» **SUPPLIED RECORDS**:
# # # #

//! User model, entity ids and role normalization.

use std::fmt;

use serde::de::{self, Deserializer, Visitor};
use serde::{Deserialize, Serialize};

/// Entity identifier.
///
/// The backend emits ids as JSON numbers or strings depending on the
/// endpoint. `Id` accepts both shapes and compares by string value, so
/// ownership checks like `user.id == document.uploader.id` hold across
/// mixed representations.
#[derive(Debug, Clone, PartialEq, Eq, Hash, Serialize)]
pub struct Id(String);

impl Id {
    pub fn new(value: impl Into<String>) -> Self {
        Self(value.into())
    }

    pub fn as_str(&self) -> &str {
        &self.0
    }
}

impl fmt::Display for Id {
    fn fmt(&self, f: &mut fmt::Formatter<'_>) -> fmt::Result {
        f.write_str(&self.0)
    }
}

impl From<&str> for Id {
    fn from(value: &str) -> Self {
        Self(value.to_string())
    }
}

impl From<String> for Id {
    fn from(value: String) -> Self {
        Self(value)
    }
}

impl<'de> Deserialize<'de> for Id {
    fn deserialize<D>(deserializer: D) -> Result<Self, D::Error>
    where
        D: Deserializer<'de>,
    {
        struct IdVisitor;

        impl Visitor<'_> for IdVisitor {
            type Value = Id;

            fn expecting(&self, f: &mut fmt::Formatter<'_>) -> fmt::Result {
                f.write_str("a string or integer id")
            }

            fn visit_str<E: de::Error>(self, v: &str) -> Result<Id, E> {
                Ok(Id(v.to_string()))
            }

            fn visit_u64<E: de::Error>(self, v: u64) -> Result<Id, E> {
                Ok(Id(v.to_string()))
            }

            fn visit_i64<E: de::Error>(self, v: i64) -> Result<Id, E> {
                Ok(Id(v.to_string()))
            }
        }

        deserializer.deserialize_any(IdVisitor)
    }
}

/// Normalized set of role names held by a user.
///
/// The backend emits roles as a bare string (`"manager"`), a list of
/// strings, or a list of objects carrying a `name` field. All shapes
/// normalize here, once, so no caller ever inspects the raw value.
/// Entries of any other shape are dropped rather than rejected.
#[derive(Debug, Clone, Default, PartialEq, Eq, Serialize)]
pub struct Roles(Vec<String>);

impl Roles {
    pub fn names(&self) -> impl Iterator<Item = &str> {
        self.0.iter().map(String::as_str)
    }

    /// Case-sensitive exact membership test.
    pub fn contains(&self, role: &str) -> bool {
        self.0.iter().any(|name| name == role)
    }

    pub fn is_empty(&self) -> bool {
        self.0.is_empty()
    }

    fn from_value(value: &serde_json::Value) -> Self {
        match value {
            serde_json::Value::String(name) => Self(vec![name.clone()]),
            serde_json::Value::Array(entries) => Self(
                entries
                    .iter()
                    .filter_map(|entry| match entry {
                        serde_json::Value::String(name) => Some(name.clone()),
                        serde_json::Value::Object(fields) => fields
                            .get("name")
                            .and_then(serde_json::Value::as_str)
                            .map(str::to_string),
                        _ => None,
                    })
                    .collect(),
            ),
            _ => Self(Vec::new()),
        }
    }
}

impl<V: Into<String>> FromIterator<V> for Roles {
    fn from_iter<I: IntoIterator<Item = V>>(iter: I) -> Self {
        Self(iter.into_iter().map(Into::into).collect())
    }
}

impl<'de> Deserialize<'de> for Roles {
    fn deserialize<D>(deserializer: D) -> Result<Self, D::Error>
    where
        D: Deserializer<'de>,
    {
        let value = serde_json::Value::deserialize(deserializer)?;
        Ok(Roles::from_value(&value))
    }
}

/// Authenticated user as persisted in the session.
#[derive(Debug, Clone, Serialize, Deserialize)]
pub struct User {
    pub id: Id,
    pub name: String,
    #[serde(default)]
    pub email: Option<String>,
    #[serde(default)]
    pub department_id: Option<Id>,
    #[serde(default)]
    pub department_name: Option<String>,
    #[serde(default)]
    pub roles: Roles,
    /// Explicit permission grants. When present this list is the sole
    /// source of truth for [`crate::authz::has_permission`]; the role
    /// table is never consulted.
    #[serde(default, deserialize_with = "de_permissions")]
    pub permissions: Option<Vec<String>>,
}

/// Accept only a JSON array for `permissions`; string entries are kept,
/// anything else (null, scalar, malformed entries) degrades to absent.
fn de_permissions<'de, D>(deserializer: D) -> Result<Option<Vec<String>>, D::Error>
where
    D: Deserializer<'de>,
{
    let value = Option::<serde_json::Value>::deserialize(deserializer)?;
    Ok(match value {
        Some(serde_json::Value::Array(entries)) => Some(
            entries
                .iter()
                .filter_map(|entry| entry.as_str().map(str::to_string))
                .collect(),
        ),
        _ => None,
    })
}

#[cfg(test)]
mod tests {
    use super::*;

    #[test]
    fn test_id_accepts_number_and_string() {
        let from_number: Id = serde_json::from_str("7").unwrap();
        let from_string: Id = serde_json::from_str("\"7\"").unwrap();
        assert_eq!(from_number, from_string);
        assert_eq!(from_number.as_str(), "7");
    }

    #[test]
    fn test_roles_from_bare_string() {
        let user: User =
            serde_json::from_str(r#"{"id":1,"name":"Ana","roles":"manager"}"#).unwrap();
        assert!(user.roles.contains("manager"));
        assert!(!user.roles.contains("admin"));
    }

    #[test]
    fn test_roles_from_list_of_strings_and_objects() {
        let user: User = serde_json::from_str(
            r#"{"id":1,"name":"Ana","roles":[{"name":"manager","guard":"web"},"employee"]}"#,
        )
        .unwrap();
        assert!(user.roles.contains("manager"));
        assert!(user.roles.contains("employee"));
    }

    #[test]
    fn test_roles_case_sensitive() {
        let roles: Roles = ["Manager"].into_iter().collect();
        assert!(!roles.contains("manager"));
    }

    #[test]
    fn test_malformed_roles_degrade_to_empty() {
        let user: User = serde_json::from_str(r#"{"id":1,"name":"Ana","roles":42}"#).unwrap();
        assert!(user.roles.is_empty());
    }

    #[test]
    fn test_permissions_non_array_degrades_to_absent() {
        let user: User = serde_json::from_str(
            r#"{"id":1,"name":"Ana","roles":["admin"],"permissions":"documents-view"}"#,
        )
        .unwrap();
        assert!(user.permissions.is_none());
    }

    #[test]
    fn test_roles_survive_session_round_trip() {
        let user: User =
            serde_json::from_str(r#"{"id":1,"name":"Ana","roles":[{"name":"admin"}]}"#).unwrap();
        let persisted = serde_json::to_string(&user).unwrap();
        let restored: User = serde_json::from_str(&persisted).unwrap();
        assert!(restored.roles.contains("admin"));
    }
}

# # # #

» **TASK GOAL**:
The expected output is every line from the material above where "emits" can be found.

» **ANSWER TO THE EXERCISE**:
/// The backend emits ids as JSON numbers or strings depending on the
/// The backend emits roles as a bare string (`"manager"`), a list of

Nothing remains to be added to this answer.